▸ Assignment: Print the first line of the data below and every one after it, through the line containing "SELECT * FROM search_areas", exactly as written.

▸ Collected data:
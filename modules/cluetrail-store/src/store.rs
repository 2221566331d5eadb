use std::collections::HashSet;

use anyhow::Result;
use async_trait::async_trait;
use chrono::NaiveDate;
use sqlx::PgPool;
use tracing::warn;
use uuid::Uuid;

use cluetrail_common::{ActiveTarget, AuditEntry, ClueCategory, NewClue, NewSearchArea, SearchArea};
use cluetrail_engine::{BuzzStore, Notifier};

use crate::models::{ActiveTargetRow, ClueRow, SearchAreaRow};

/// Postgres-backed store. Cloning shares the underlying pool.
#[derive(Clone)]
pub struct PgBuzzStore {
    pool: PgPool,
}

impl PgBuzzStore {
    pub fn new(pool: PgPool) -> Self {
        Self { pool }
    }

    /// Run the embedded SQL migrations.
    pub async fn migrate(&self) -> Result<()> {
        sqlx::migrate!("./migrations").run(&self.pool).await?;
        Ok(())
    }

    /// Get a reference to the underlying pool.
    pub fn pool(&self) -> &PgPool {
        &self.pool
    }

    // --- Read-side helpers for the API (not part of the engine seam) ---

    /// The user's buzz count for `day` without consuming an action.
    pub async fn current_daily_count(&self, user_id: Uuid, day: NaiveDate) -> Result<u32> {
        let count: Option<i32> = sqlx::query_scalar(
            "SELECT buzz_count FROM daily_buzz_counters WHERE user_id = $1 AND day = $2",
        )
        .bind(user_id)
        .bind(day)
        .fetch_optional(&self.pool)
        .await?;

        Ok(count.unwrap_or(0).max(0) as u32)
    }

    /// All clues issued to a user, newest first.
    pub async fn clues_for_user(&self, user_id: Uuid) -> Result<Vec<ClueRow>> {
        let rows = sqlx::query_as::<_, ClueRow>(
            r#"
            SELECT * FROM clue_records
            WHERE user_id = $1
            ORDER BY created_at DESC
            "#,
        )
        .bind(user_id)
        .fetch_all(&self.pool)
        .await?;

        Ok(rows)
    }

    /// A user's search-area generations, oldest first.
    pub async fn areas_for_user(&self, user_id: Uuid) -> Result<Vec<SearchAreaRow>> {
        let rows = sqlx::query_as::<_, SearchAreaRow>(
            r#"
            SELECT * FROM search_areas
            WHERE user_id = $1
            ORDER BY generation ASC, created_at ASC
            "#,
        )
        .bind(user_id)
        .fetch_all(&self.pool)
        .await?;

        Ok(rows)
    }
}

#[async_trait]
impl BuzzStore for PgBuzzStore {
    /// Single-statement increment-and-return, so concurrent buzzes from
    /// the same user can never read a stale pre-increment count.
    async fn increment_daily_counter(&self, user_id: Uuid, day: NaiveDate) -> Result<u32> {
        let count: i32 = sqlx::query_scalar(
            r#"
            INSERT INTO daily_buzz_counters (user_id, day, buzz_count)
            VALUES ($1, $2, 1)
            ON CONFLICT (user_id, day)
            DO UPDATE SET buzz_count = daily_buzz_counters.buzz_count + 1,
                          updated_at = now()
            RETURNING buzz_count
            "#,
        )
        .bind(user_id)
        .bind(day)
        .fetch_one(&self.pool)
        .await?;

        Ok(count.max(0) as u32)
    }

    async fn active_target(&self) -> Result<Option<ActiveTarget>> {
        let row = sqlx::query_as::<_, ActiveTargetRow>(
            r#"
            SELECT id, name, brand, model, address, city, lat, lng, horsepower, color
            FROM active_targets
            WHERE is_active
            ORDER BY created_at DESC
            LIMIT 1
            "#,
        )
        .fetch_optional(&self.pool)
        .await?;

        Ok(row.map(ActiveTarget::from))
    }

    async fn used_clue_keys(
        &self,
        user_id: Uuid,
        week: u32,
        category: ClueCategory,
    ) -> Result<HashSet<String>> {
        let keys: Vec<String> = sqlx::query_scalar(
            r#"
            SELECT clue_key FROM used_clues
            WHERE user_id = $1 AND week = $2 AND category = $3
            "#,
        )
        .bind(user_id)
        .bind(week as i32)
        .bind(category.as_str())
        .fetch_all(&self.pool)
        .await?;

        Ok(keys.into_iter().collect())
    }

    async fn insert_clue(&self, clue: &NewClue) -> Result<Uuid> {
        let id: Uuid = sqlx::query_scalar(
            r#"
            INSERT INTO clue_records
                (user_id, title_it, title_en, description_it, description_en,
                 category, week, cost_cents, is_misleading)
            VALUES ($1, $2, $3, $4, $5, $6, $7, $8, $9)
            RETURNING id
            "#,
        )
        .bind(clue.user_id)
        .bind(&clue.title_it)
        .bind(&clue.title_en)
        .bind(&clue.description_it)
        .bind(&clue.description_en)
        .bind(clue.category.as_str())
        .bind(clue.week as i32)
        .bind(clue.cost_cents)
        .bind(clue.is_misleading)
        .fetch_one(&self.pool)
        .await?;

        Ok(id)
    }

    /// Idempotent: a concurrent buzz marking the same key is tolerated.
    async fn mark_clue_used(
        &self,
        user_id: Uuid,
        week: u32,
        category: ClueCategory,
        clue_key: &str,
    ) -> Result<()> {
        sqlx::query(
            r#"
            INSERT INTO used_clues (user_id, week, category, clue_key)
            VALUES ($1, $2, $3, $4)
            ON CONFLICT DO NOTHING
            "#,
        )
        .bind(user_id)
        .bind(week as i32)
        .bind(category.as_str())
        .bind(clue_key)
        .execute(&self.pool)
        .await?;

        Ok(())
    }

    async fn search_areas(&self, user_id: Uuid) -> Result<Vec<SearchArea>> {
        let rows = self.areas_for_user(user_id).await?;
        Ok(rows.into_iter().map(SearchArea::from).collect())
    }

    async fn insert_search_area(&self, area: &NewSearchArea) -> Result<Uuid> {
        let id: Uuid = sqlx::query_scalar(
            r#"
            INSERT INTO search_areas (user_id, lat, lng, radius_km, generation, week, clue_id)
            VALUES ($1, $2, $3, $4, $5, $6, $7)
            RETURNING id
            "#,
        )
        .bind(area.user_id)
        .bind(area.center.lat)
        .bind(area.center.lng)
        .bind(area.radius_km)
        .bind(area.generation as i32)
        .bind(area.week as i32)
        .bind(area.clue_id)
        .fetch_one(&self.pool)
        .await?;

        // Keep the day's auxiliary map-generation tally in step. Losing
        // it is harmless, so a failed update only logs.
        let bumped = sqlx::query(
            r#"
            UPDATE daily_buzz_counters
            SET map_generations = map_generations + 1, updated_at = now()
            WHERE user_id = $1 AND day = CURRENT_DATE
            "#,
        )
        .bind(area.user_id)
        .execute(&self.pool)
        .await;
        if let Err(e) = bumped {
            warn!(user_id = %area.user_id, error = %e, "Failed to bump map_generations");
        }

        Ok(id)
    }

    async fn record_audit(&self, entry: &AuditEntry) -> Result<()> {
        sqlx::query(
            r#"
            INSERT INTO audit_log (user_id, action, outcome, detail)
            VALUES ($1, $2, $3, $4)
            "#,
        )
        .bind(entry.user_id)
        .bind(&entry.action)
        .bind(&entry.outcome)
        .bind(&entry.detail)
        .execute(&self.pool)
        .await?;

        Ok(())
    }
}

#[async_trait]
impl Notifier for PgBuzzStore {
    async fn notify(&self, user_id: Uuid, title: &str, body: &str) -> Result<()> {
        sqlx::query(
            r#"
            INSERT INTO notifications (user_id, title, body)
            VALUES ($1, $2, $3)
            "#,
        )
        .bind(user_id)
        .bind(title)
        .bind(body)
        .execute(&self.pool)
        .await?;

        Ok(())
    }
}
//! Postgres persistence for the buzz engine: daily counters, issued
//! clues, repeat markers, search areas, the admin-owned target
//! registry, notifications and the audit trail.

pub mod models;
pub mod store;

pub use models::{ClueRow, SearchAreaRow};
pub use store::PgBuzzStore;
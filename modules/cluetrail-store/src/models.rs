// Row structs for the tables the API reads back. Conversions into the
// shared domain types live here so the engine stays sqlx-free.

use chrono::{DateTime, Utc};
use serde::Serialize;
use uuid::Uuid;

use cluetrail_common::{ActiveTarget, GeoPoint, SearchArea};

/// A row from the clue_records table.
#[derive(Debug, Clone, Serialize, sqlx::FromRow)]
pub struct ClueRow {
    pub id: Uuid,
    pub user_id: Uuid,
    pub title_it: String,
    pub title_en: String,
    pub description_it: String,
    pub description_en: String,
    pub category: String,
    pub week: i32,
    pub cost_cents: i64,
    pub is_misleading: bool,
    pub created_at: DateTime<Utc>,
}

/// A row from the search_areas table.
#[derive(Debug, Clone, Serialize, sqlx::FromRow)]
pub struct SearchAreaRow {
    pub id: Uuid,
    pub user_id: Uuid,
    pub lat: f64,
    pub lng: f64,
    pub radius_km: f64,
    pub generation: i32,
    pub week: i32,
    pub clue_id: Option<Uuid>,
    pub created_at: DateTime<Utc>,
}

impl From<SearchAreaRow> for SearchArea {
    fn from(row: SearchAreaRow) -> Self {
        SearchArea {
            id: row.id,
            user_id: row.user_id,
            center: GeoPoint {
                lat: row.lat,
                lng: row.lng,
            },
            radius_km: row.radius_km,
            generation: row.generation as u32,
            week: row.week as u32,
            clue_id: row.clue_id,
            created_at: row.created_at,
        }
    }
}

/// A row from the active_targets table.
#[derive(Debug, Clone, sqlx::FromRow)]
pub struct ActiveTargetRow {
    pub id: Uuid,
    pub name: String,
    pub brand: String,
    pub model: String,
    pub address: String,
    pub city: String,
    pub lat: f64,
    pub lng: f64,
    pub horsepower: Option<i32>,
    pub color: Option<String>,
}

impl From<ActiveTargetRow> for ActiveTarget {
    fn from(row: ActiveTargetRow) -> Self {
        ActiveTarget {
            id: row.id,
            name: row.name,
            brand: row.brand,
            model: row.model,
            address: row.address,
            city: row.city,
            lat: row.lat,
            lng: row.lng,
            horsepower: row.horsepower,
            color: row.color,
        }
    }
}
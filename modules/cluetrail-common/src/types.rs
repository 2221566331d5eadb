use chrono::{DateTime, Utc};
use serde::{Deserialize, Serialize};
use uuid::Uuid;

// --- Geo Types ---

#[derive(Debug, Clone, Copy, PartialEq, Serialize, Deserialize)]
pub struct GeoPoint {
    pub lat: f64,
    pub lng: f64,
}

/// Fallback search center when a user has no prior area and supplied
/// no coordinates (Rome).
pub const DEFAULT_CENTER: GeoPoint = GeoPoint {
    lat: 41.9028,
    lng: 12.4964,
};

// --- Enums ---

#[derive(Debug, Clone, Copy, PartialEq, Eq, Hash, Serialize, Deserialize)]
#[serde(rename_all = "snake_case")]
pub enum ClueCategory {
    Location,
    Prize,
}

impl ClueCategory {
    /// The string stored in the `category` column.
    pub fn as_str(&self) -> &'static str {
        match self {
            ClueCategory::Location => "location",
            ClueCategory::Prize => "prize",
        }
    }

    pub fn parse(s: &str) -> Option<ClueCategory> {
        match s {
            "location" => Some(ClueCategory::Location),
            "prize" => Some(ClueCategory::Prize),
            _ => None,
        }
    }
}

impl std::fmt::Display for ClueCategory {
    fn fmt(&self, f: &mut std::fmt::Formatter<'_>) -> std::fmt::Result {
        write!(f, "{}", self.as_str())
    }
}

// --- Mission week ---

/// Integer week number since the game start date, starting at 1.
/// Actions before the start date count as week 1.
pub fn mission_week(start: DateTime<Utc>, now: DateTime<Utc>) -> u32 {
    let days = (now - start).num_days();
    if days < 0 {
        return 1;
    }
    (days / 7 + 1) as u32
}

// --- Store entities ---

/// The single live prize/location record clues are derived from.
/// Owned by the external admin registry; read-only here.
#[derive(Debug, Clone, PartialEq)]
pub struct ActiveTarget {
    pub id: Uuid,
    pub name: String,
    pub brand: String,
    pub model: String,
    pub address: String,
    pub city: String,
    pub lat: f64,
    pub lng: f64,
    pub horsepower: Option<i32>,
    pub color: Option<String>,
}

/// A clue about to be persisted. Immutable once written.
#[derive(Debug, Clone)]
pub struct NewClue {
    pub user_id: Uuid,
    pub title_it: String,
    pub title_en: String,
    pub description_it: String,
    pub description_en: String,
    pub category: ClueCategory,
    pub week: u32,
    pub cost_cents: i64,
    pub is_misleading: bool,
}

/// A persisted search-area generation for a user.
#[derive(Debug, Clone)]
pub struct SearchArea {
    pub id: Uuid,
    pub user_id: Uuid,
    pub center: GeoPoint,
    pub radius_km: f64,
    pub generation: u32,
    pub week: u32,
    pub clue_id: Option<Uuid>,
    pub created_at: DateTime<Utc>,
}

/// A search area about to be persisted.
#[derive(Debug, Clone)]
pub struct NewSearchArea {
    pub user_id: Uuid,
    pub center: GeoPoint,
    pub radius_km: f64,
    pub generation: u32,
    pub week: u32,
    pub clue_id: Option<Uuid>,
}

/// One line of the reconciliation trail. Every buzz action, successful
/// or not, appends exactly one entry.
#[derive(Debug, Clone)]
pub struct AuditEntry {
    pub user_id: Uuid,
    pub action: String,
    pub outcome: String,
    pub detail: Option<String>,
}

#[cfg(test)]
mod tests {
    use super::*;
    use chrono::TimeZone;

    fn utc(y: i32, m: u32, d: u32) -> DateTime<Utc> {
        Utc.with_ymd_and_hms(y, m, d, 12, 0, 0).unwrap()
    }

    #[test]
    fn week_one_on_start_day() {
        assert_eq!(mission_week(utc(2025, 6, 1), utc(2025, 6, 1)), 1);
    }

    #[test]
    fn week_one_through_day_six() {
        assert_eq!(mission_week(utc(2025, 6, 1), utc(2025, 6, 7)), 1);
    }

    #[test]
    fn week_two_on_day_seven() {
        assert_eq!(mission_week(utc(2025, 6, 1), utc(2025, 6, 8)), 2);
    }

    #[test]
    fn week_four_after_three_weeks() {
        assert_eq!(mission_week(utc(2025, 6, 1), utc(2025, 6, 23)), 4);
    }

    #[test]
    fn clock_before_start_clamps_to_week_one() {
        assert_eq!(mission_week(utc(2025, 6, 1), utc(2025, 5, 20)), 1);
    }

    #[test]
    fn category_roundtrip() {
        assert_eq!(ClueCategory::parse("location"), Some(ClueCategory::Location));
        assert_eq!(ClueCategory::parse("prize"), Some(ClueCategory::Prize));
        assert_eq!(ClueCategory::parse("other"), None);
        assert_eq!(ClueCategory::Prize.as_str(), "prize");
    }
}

▸ Solution to the problem:
filename modules/cluetrail-store/src/store.rs
repository 2221566331d5eadb
use std::collections::HashSet;

use anyhow::Result;
use async_trait::async_trait;
use chrono::NaiveDate;
use sqlx::PgPool;
use tracing::warn;
use uuid::Uuid;

use cluetrail_common::{ActiveTarget, AuditEntry, ClueCategory, NewClue, NewSearchArea, SearchArea};
use cluetrail_engine::{BuzzStore, Notifier};

use crate::models::{ActiveTargetRow, ClueRow, SearchAreaRow};

/// Postgres-backed store. Cloning shares the underlying pool.
#[derive(Clone)]
pub struct PgBuzzStore {
    pool: PgPool,
}

impl PgBuzzStore {
    pub fn new(pool: PgPool) -> Self {
        Self { pool }
    }

    /// Run the embedded SQL migrations.
    pub async fn migrate(&self) -> Result<()> {
        sqlx::migrate!("./migrations").run(&self.pool).await?;
        Ok(())
    }

    /// Get a reference to the underlying pool.
    pub fn pool(&self) -> &PgPool {
        &self.pool
    }

    // --- Read-side helpers for the API (not part of the engine seam) ---

    /// The user's buzz count for `day` without consuming an action.
    pub async fn current_daily_count(&self, user_id: Uuid, day: NaiveDate) -> Result<u32> {
        let count: Option<i32> = sqlx::query_scalar(
            "SELECT buzz_count FROM daily_buzz_counters WHERE user_id = $1 AND day = $2",
        )
        .bind(user_id)
        .bind(day)
        .fetch_optional(&self.pool)
        .await?;

        Ok(count.unwrap_or(0).max(0) as u32)
    }

    /// All clues issued to a user, newest first.
    pub async fn clues_for_user(&self, user_id: Uuid) -> Result<Vec<ClueRow>> {
        let rows = sqlx::query_as::<_, ClueRow>(
            r#"
            SELECT * FROM clue_records
            WHERE user_id = $1
            ORDER BY created_at DESC
            "#,
        )
        .bind(user_id)
        .fetch_all(&self.pool)
        .await?;

        Ok(rows)
    }

    /// A user's search-area generations, oldest first.
    pub async fn areas_for_user(&self, user_id: Uuid) -> Result<Vec<SearchAreaRow>> {
        let rows = sqlx::query_as::<_, SearchAreaRow>(
            r#"
            SELECT * FROM search_areas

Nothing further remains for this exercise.